▶ **PROBLEM DESCRIPTION**: Go to the line holding "AsyncWrite::poll_write(self, cx, buf)" in the entries below and write out exactly every line down to and including the line holding "with system root certificates.".

[Stored items]
-----

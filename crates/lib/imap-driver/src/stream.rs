//! Connection stream plumbing: TCP, TLS modes and the unified stream type.

use std::pin::Pin;
use std::task::{Context, Poll};

use tokio::io::{AsyncRead, AsyncWrite, ReadBuf};
use tokio::net::TcpStream;

use imap_client::Security;

/// TLS-secured stream type.
pub type TlsStream = tokio_rustls::client::TlsStream<TcpStream>;

/// Errors preparing or establishing a connection stream.
#[derive(Debug, thiserror::Error)]
pub enum StreamError {
    /// Failed to load system root certificates.
    #[error("failed to load system root certificates: {0}")]
    RootCerts(#[from] rustls_native_certs::Error),

    /// Invalid DNS name for TLS verification.
    #[error("invalid DNS name: {0}")]
    InvalidDnsName(String),

    /// Network I/O error.
    #[error("I/O error: {0}")]
    Io(#[from] std::io::Error),

    /// IMAP protocol error during STARTTLS.
    #[error("IMAP error: {0}")]
    Imap(#[from] async_imap::error::Error),

    /// The server did not send the expected greeting.
    #[error("IMAP server sent no greeting")]
    MissingGreeting,
}

/// A mail server stream, secured or plaintext.
#[derive(Debug)]
pub enum MailStream {
    /// TLS-secured stream.
    Tls(TlsStream),

    /// Plaintext stream.
    Plain(TcpStream),
}

impl AsyncRead for MailStream {
    fn poll_read(
        self: Pin<&mut Self>,
        cx: &mut Context<'_>,
        buf: &mut ReadBuf<'_>,
    ) -> Poll<std::io::Result<()>> {
        match self.get_mut() {
            Self::Tls(stream) => Pin::new(stream).poll_read(cx, buf),
            Self::Plain(stream) => Pin::new(stream).poll_read(cx, buf),
        }
    }
}

impl AsyncWrite for MailStream {
    fn poll_write(
        self: Pin<&mut Self>,
        cx: &mut Context<'_>,
        buf: &[u8],
    ) -> Poll<std::io::Result<usize>> {
        match self.get_mut() {
            Self::Tls(stream) => Pin::new(stream).poll_write(cx, buf),
            Self::Plain(stream) => Pin::new(stream).poll_write(cx, buf),
        }
    }

    fn poll_flush(self: Pin<&mut Self>, cx: &mut Context<'_>) -> Poll<std::io::Result<()>> {
        match self.get_mut() {
            Self::Tls(stream) => Pin::new(stream).poll_flush(cx),
            Self::Plain(stream) => Pin::new(stream).poll_flush(cx),
        }
    }

    fn poll_shutdown(self: Pin<&mut Self>, cx: &mut Context<'_>) -> Poll<std::io::Result<()>> {
        match self.get_mut() {
            Self::Tls(stream) => Pin::new(stream).poll_shutdown(cx),
            Self::Plain(stream) => Pin::new(stream).poll_shutdown(cx),
        }
    }
}

impl futures_util::AsyncRead for MailStream {
    fn poll_read(
        self: Pin<&mut Self>,
        cx: &mut Context<'_>,
        buf: &mut [u8],
    ) -> Poll<std::io::Result<usize>> {
        let mut read_buf = ReadBuf::new(buf);
        match AsyncRead::poll_read(self, cx, &mut read_buf) {
            Poll::Ready(Ok(())) => Poll::Ready(Ok(read_buf.filled().len())),
            Poll::Ready(Err(err)) => Poll::Ready(Err(err)),
            Poll::Pending => Poll::Pending,
        }
    }
}

impl futures_util::AsyncWrite for MailStream {
    fn poll_write(
        self: Pin<&mut Self>,
        cx: &mut Context<'_>,
        buf: &[u8],
    ) -> Poll<std::io::Result<usize>> {
        AsyncWrite::poll_write(self, cx, buf)
    }

    fn poll_flush(self: Pin<&mut Self>, cx: &mut Context<'_>) -> Poll<std::io::Result<()>> {
        AsyncWrite::poll_flush(self, cx)
    }

    fn poll_close(self: Pin<&mut Self>, cx: &mut Context<'_>) -> Poll<std::io::Result<()>> {
        AsyncWrite::poll_shutdown(self, cx)
    }
}

/// Build a rustls connector configured with system root certificates.
pub fn tls_connector() -> Result<tokio_rustls::TlsConnector, StreamError> {
    let mut root_store = rustls::RootCertStore::empty();
    let rustls_native_certs::CertificateResult { certs, errors, .. } =
        rustls_native_certs::load_native_certs();
    if let Some(err) = errors.into_iter().next() {
        return Err(StreamError::RootCerts(err));
    }
    let _ = root_store.add_parsable_certificates(certs);
    let config = rustls::ClientConfig::builder()
        .with_root_certificates(root_store)
        .with_no_client_auth();
    Ok(tokio_rustls::TlsConnector::from(std::sync::Arc::new(
        config,
    )))
}

/// Establish a TLS session over an existing TCP stream.
async fn tls_connect(
    connector: &tokio_rustls::TlsConnector,
    server_name: &str,
    stream: TcpStream,
) -> Result<TlsStream, StreamError> {
    let server_name = rustls::pki_types::ServerName::try_from(server_name.to_string())
        .map_err(|_| StreamError::InvalidDnsName(server_name.to_string()))?;
    Ok(connector.connect(server_name, stream).await?)
}

/// Connect to an IMAP server and read the greeting, upgrading to TLS per
/// the security mode.
pub async fn imap_connect(
    host: &str,
    port: u16,
    security: Security,
) -> Result<async_imap::Client<MailStream>, StreamError> {
    tracing::debug!(imap_host = %host, imap_port = port, ?security, "connecting to IMAP server");

    let tcp_stream = TcpStream::connect((host, port)).await?;

    let client = match security {
        Security::Tls => {
            let connector = tls_connector()?;
            let stream = tls_connect(&connector, host, tcp_stream).await?;
            let mut client = async_imap::Client::new(MailStream::Tls(stream));
            client
                .read_response()
                .await
                .ok_or(StreamError::MissingGreeting)??;
            client
        }
        Security::StartTls => {
            let mut client = async_imap::Client::new(MailStream::Plain(tcp_stream));
            client
                .read_response()
                .await
                .ok_or(StreamError::MissingGreeting)??;
            async_imap::Client::run_command_and_check_ok(&mut client, "STARTTLS").await?;
            let tcp_stream = match client.into_inner() {
                MailStream::Plain(stream) => stream,
                MailStream::Tls(_) => unreachable!("STARTTLS upgrade starts from a plain stream"),
            };
            let connector = tls_connector()?;
            let stream = tls_connect(&connector, host, tcp_stream).await?;
            async_imap::Client::new(MailStream::Tls(stream))
        }
        Security::Plain => {
            let mut client = async_imap::Client::new(MailStream::Plain(tcp_stream));
            client
                .read_response()
                .await
                .ok_or(StreamError::MissingGreeting)??;
            client
        }
    };

    Ok(client)
}

#[allow(dead_code)]
async fn _assert_method(client: &mut async_imap::Client<MailStream>) {
    let _ = client.capabilities().await;
}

-----

▶ **RESPONSE TO THE TASK**:
        AsyncWrite::poll_write(self, cx, buf)
    }

    fn poll_flush(self: Pin<&mut Self>, cx: &mut Context<'_>) -> Poll<std::io::Result<()>> {
        AsyncWrite::poll_flush(self, cx)
    }

    fn poll_close(self: Pin<&mut Self>, cx: &mut Context<'_>) -> Poll<std::io::Result<()>> {
        AsyncWrite::poll_shutdown(self, cx)
    }
}

/// Build a rustls connector configured with system root certificates.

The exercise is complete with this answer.